In Raft-based systems, the cluster elects a leader for a given term. The leader processes all the storage requests that require the consensus of the cluster. Requests that do not require cluster consensus (reads, for example) can be answered by any member of the cluster. If the leader accepts a change, etcd makes sure it repli­cates the in­for­ma­tion to the follower nodes. Once the followers have confirmed receipt, the leader commits the changes.

This kind of system, where a leader uses an etcd database to co­or­di­nate changes with the nodes in the cluster, is very valuable in dis­trib­uted ap­pli­ca­tions. If changes would affect how a node operates, the node can block them. This ensures that the ap­pli­ca­tion remains stable and minimizes related problems.

If a leader dies or fails to respond within a certain time, the remaining nodes in the cluster elect a new leader. Each node has a random timeout setting that de­ter­mines how long it waits until calling for a new election and declaring itself as a candidate. These timeout settings are con­trolled by a special timer within each node and are designed to allow a new node to become the leader as quickly as possible.

To ensure that there is always a majority in an election, there must be an odd number of nodes in the cluster. For per­for­mance reasons, clusters should not have more than seven nodes.

Tip

You can run etcd on a laptop or in a simple cloud system to try it out. It’s highly rec­om­mend­ed to use an SSD, because etcd writes data to the hard disk. For pro­duc­tion, refer to the guide­lines in the official doc­u­men­ta­tion.

Ad­van­tages of etcd

As well as ensuring that ap­pli­ca­tions are stable, etcd offers numerous other ad­van­tages:

  • Full repli­ca­tion: The entire store is available on each node in the cluster.
  • High avail­abil­i­ty: etcd databases are designed to avoid single points of failure if hardware or network issues arise.
  • Con­sis­ten­cy: Each read returns the latest write access across all hosts.
  • Ease of use: etcd has a well-defined, user-friendly API (gRPC) that is based on REST and JSON.
  • Security: etcd au­to­mat­i­cal­ly im­ple­ments secure transfers via SSL/TLS and offers optional client cer­tifi­cate au­then­ti­ca­tion.
  • Speed: etcd has a base speed of 10,000 writes per second.
  • Re­li­a­bil­i­ty: The Raft algorithm ensures that the store is always dis­trib­uted correctly.
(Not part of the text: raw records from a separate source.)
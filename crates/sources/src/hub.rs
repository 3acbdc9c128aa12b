//! Hub Source - fetch the raw dataset from the Hugging Face datasets server
//!
//! The rows endpoint serves a split in pages of at most 100 rows:
//!
//! ```text
//! GET {rows_url}?dataset=<name>&config=<config>&split=<split>&offset=<n>&length=<k>
//! ```
//!
//! Each page carries the feature (column) list, the rows as JSON objects and
//! the total row count, so paging stops once `offset` reaches the total.
//! JSON cells are flattened to text here; numeric interpretation is the
//! preprocessor's job.

use crate::config::DatasetConfig;
use crate::source::DatasetSource;
use anyhow::{Context, Result, bail};
use data_loader::{Dataset, RawRecord};
use reqwest::blocking::Client as HttpClient;
use serde::Deserialize;
use serde_json::{Map, Value};
use std::thread;
use std::time::Duration;
use tracing::{debug, info, instrument, warn};

/// One page of the rows endpoint response
#[derive(Debug, Deserialize)]
pub(crate) struct RowsPage {
    features: Vec<Feature>,
    rows: Vec<RowEntry>,
    num_rows_total: usize,
}

#[derive(Debug, Deserialize)]
struct Feature {
    name: String,
}

#[derive(Debug, Deserialize)]
struct RowEntry {
    row: Map<String, Value>,
}

impl RowsPage {
    fn columns(&self) -> Vec<String> {
        self.features.iter().map(|f| f.name.clone()).collect()
    }

    fn into_records(self, columns: &[String]) -> impl Iterator<Item = RawRecord> + '_ {
        self.rows.into_iter().map(move |entry| {
            columns
                .iter()
                .map(|column| entry.row.get(column).and_then(cell_text))
                .collect()
        })
    }
}

/// Flatten a JSON cell to text. `null` stays absent.
fn cell_text(value: &Value) -> Option<String> {
    match value {
        Value::Null => None,
        Value::String(s) => Some(s.clone()),
        Value::Number(n) => Some(n.to_string()),
        Value::Bool(b) => Some(b.to_string()),
        other => Some(other.to_string()),
    }
}

/// Fetches a whole dataset split over HTTP.
pub struct HubSource {
    config: DatasetConfig,
    http: HttpClient,
    retry_delay: Duration,
}

impl HubSource {
    /// Create a new hub source
    pub fn new(config: DatasetConfig) -> Result<Self> {
        let http = HttpClient::builder()
            .timeout(config.timeout())
            .build()
            .context("Failed to create HTTP client")?;

        Ok(Self {
            config,
            http,
            retry_delay: Duration::from_millis(500),
        })
    }

    /// Configure the base delay between retries (default: 500ms, doubled per attempt)
    pub fn with_retry_delay(mut self, delay: Duration) -> Self {
        self.retry_delay = delay;
        self
    }

    fn fetch_page(&self, offset: usize) -> Result<RowsPage> {
        let attempts = self.config.max_attempts.max(1);
        let mut last_err = None;

        for attempt in 0..attempts {
            if attempt > 0 {
                let delay = self.retry_delay * 2u32.saturating_pow(attempt - 1);
                thread::sleep(delay);
            }
            match self.request_page(offset) {
                Ok(page) => return Ok(page),
                Err(e) => {
                    warn!(
                        "Fetching rows at offset {} failed (attempt {}/{}): {:#}",
                        offset,
                        attempt + 1,
                        attempts,
                        e
                    );
                    last_err = Some(e);
                }
            }
        }

        Err(last_err.unwrap_or_else(|| anyhow::anyhow!("no attempts made")))
            .with_context(|| format!("Giving up on rows at offset {}", offset))
    }

    fn request_page(&self, offset: usize) -> Result<RowsPage> {
        let offset = offset.to_string();
        let length = self.config.page_size.to_string();
        let response = self
            .http
            .get(&self.config.rows_url)
            .query(&[
                ("dataset", self.config.name.as_str()),
                ("config", self.config.config.as_str()),
                ("split", self.config.split.as_str()),
                ("offset", offset.as_str()),
                ("length", length.as_str()),
            ])
            .send()
            .with_context(|| format!("Failed to reach {}", self.config.rows_url))?;

        if !response.status().is_success() {
            let status = response.status();
            let body = response.text().unwrap_or_default();
            bail!("Datasets server returned {}: {}", status, body);
        }

        response
            .json::<RowsPage>()
            .context("Failed to parse rows response")
    }
}

impl DatasetSource for HubSource {
    fn name(&self) -> &str {
        "HubSource"
    }

    #[instrument(skip(self), fields(dataset = %self.config.name, split = %self.config.split))]
    fn load(&self) -> Result<Dataset> {
        info!("Fetching dataset from hub");

        let first = self.fetch_page(0)?;
        let total = first.num_rows_total;
        let columns = first.columns();
        let mut dataset = Dataset::new(columns.clone()).context("Hub returned an invalid header")?;

        let mut offset = 0;
        let mut page = Some(first);
        while let Some(current) = page.take() {
            let fetched = current.rows.len();
            for record in current.into_records(&columns) {
                dataset.push(record)?;
            }
            offset += fetched;
            debug!("Fetched {}/{} rows", offset, total);

            if fetched > 0 && offset < total {
                page = Some(self.fetch_page(offset)?);
            }
        }

        if dataset.len() < total {
            warn!("Hub reported {} rows but served {}", total, dataset.len());
        }
        info!("Fetched {} rows from hub", dataset.len());
        Ok(dataset)
    }
}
An etcd example: The key-value store in practice

De­vel­op­ers im­ple­ment­ed etcd in Ku­ber­netes in 2014, leading to a rapid expansion of the etcd community. Cloud providers like AWS, Google Cloud Platform, and Azur followed suit and suc­cess­ful­ly in­te­grat­ed etcd in their pro­duc­tion en­vi­ron­ments.

But let’s go back to the first etcd example, Ku­ber­netes. Ku­ber­netes itself is a dis­trib­uted system that runs on a cluster of several machines. This means it has a lot to gain from a dis­trib­uted data store like etcd that keeps critical data safe. Within Ku­ber­netes, the etcd database acts as the primary data store that contains the con­fig­u­ra­tion data, status, and metadata. When changes are requested, etcd makes sure that all the nodes in the Ku­ber­netes cluster can read and write the data. At the same time, it uses a “watch function” to monitor the actual and ideal state of the system. If the two states diverge, Ku­ber­netes makes the necessary changes to reconcile them.

Note

The “kubectl” command retrieves read values from the etcd database, and changes made with “kubectl apply” create or update entries in the etcd store. System crashes also au­to­mat­i­cal­ly change values in etcd.